Une récente étude met en évidence l’impact du cannabis à haute puissance sur l’ADN, laissant une empreinte unique. Ces modifications épigénétiques, observées notamment au niveau de la méthylation de l’ADN, varient entre les personnes ayant vécu un premier épisode de psychose et celles n’ayant jamais présenté de tels symptômes.
Les effets du cannabis sur l’ADN
Le cannabis figure parmi les substances les plus consommées à travers le monde. Cependant, de nombreuses questions subsistent sur ses effets à long terme, notamment pourquoi il est susceptible de déclencher des épisodes psychotiques chez certains consommateurs. Cette nouvelle recherche, publiée dans Molecular Psychiatry, apporte des réponses précieuses sur les impacts biologiques de la consommation de cannabis à haute concentration en THC (Delta-9-tétrahydrocannabinol).
Marqueur épigénétique et psychose
L’étude a démontré que l’usage de cannabis à forte puissance laisse une trace distincte sur l’ADN des utilisateurs. Ces marques épigénétiques, issues de la méthylation de l’ADN, semblent différer significativement chez les consommateurs ayant traversé un épisode psychotique par rapport à ceux qui n’ont jamais développé de telles pathologies. Ces découvertes pourraient permettre, à terme, d’identifier les individus les plus vulnérables aux effets psychotiques de cette drogue.
L’évolution du THC et ses conséquences
Depuis les années 1990, la concentration de THC dans le cannabis a fortement augmenté au Royaume-Uni et aux États-Unis. Les recherches montrent que plus la teneur en THC est élevée, plus les effets psychotropes sur les utilisateurs sont intenses.

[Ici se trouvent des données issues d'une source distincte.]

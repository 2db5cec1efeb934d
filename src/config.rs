pub const ENV_API_KEY: &str = "FINWISE_API_KEY";
pub const ENV_AUTH_DOMAIN: &str = "FINWISE_AUTH_DOMAIN";
pub const ENV_PROJECT_ID: &str = "FINWISE_PROJECT_ID";
pub const ENV_STORAGE_BUCKET: &str = "FINWISE_STORAGE_BUCKET";
pub const ENV_MESSAGING_SENDER_ID: &str = "FINWISE_MESSAGING_SENDER_ID";
pub const ENV_APP_ID: &str = "FINWISE_APP_ID";
pub const ENV_EXTRACTOR_URL: &str = "FINWISE_EXTRACTOR_URL";
pub const ENV_LOG: &str = "FINWISE_LOG";

#[derive(Debug, Clone, Default, PartialEq, Eq)]
pub struct BackendConfig {
    pub api_key: Option<String>,
    pub auth_domain: Option<String>,
    pub project_id: Option<String>,
    pub storage_bucket: Option<String>,
    pub messaging_sender_id: Option<String>,
    pub app_id: Option<String>,
    pub extractor_url: Option<String>,
}

impl BackendConfig {
    /// Load `.env` (if any) and read the process environment.
    pub fn from_env() -> Self {
        if let Err(e) = dotenvy::dotenv() {
            if !e.not_found() {
                log::warn!("Ignoring unreadable .env file: {e}");
            }
        }
        Self::from_lookup(|key| std::env::var(key).ok())
    }

    /// Build a config from an arbitrary key lookup. Blank values count as absent.
    pub fn from_lookup<F>(lookup: F) -> Self
    where
        F: Fn(&str) -> Option<String>,
    {
        let get = |key: &str| {
            lookup(key)
                .map(|v| v.trim().to_string())
                .filter(|v| !v.is_empty())
        };
        Self {
            api_key: get(ENV_API_KEY),
            auth_domain: get(ENV_AUTH_DOMAIN),
            project_id: get(ENV_PROJECT_ID),
            storage_bucket: get(ENV_STORAGE_BUCKET),
            messaging_sender_id: get(ENV_MESSAGING_SENDER_ID),
            app_id: get(ENV_APP_ID),
            extractor_url: get(ENV_EXTRACTOR_URL),
        }
    }

    /// API key and project id are the two values the backend cannot start without.
    pub fn is_complete(&self) -> bool {
        self.api_key.is_some() && self.project_id.is_some()
    }
}

#[cfg(test)]
mod tests {
    use super::*;
    use std::collections::HashMap;

    fn lookup_from(pairs: &[(&str, &str)]) -> impl Fn(&str) -> Option<String> {
        let map: HashMap<String, String> = pairs
            .iter()
            .map(|(k, v)| (k.to_string(), v.to_string()))
            .collect();
        move |key| map.get(key).cloned()
    }

    #[test]
    fn test_complete_config() {
        let config = BackendConfig::from_lookup(lookup_from(&[
            (ENV_API_KEY, "key-123"),
            (ENV_PROJECT_ID, "finwise-dev"),
            (ENV_AUTH_DOMAIN, "finwise-dev.example.com"),
        ]));
        assert!(config.is_complete());
        assert_eq!(config.project_id.as_deref(), Some("finwise-dev"));
        assert!(config.storage_bucket.is_none());
    }

    #[test]
    fn test_missing_api_key_is_incomplete() {
        let config = BackendConfig::from_lookup(lookup_from(&[(ENV_PROJECT_ID, "p")]));
        assert!(!config.is_complete());
    }

    #[test]
    fn test_missing_project_id_is_incomplete() {
        let config = BackendConfig::from_lookup(lookup_from(&[(ENV_API_KEY, "k")]));
        assert!(!config.is_complete());
    }

    #[test]
    fn test_blank_values_count_as_absent() {
        let config = BackendConfig::from_lookup(lookup_from(&[
            (ENV_API_KEY, "   "),
            (ENV_PROJECT_ID, "p"),
        ]));
        assert!(config.api_key.is_none());
        assert!(!config.is_complete());
    }
}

Par exemple, les consommateurs réguliers de cannabis à haute puissance (plus de 10 % de THC) présentent un risque jusqu’à cinq fois supérieur de développer des troubles psychotiques par rapport aux non-consommateurs.
L’épigénétique au cœur de la recherche
Les scientifiques ont centré leur étude sur la manière dont le cannabis modifie l’expression des gènes via la méthylation de l’ADN, un processus chimique qui module l’activité génétique sans modifier la séquence de l’ADN. Ce processus pourrait être la clé pour comprendre comment certains gènes liés aux troubles psychotiques sont activés ou désactivés chez les consommateurs de cannabis. En identifiant ces modifications spécifiques, les chercheurs espèrent mieux cerner les mécanismes biologiques à l’origine de la vulnérabilité accrue à la psychose chez certains utilisateurs.
Ces avancées ouvrent de nouvelles perspectives pour la recherche sur les effets du cannabis et la prévention des risques psychiques associés à sa consommation.